Wednesday, May 27, 2015

V Buffer - Deferred Lighting Re-Thought

After eight years I would like to go back to re-design the existing rendering systems, so that they are capable to run more efficiently on high-resolution devices and display more lights with attached shadows.

Let's first see where we are: the Light Pre-Pass was introduced in March 2008 on this blog. At this point I had it already running in one R* game for a while. It eventually shipped in a large number of games and also outside of R*. The S.T.A.L.K.E.R series and the games developed by Naughty Dog had at the time a similar approach. Since then a number of modifications were proposed.
One modification was to calculate lighting by tiling the G-Buffer, then sorting lights into those tiles and then execute each tile with its light. Johan Andersson covered a practical implementation in "DirectX 11 rendering in Battlefield 3" (http://www.slideshare.net/DICEStudio/directx-11-rendering-in-battlefield-3). Before Tiled-Deferred, lights were additively blended into a buffer, consuming memory bandwidth with each blit. The Tiled-Deferred approach reduced memory bandwidth consumption substantially by resolving all the lights in one tile.
The drawback of this approach is the higher minimum run-time cost. Sorting the lights into the tiles raised the "resting" workload even when only a few lights were rendered. Compared to the older approaches it didn't break even until one rendered a few dozen lights. Additionally as soon as lights had to be drawn with shadows, the memory bandwidth savings were negligible.
Newer approaches like "Clustered Deferred and Forward Shading" (http://www.cse.chalmers.se/~uffe/clustered_shading_preprint.pdf) by Ola Olsson et all. started solving the "light overdraw" problem in even more efficient ways. A practical implementation is shown on Emil Perrson's website (http://www.humus.name/Articles/PracticalClusteredShading.pdf) in an example program.
Because transparency solutions with all the approaches mentioned above are inconsistent with the way opaque objects are handled, there was a group of people that wishes to go back to forward rendering. Takahiro Harada described and refined an approach that he called Forward+ (http://www.slideshare.net/takahiroharada/forward-34779335). The tiled-based handling of light sources was similar to the Tiled-Deferred approach. The advantage of having a consistent way of lighting transparent and opaque objects was bought by having to re-submit all potentially visible geometry several times.

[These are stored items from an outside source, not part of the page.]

use gradeflow_core::Result;
use gradeflow_core::events::{DomainEvent, EntityKind, EventEmitter, Operation};
use gradeflow_core::roles::RoleName;
use gradeflow_core::schedule::{StudentSchedule, adjusted_available_at};
use gradeflow_core::store::{
    Assignment, AssignmentUpdate, Course, NewAssignment, NewUser, Store, StudentProfile, User,
    UserDetail, UserKind, UserUpdate,
};
use gradeflow_githost::hooks::{HookAssignment, synthesize_hooks};
use gradeflow_githost::types::CollaboratorPermission;
use gradeflow_lms::types::{EnrollmentKind, LmsAssignment, LmsUser};

use crate::adapters::{GitHostApi, LmsApi};
use crate::directory::Directory;

/// Fleet-wide lock name guarding the singleton cycle.
const RECONCILER_LOCK: &str = "reconciler";

/// Hook id the combined policy script installs under.
const PRE_RECEIVE_HOOK_ID: &str = "pre-receive";

const GENERATED_PASSWORD_LEN: usize = 20;

/// Configuration for the reconciler worker.
#[derive(Debug, Clone)]
pub struct ReconcilerConfig {
    /// How often to run a cycle.
    pub poll_interval: Duration,
    /// Git host organization owning the master repository.
    pub organization: String,
    /// Master repository name.
    pub master_repo: String,
}

/// A provisioning step that completed and may need to be undone.
enum ProvisionStep {
    GitUser,
    AutoPassword,
    Fork,
    MasterCollaborator,
    DbRow(i64),
    PidMapping,
}

/// Background worker that reconciles local state against the LMS.
pub struct Reconciler {
    store: Arc<dyn Store>,
    lms: Arc<dyn LmsApi>,
    git: Arc<dyn GitHostApi>,
    directory: Arc<dyn Directory>,
    events: EventEmitter,
    config: ReconcilerConfig,
    shutdown: Arc<Notify>,
    // Last installed hook script; reinstallation is skipped when unchanged.
    last_hook_script: Mutex<Option<String>>,
}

Filling a G-Buffer or re-submitting geometry in case of Forward+ is expensive. For the Deferred Lighting implementations, the G-Buffer fill was the stage were also visibility of geometry was solved (there is also the option of making a Z Pre-Pass which means geometry is submitted one more time at least).
With modern 4k displays and high-res devices like Tablets and smart phones, a G-Buffer is not a feasible solution anymore. When the Light Pre-Pass was developed a 1280x720 resolution was considered state of the art. Today 1080p is considered the minimum resolution, iOS and Android devices have resolutions several times this size and even modern PC monitors can have more than 4K resolution.
MSAA increases the size and therefore cost manifold.

Instead of rendering geometry into three or four render targets with overdraw (or re-submitting after the Z prepass), we need to find a way to store visibility data separate in a much smaller buffer, in a more efficient way.
In other words, if we could capture the full-screen visibility of geometry in as small a footprint as possible, we could significantly reduce the cost of geometry submission and pixel overdraw afterwards.

A first idea on how this could be done is described in the article "The Visibility Buffer: A Cache-Friendly Approach to Deferred Shading" by Christopher A. Burns et all.. The article outlines the idea to store per triangle visibility data in a visibility buffer.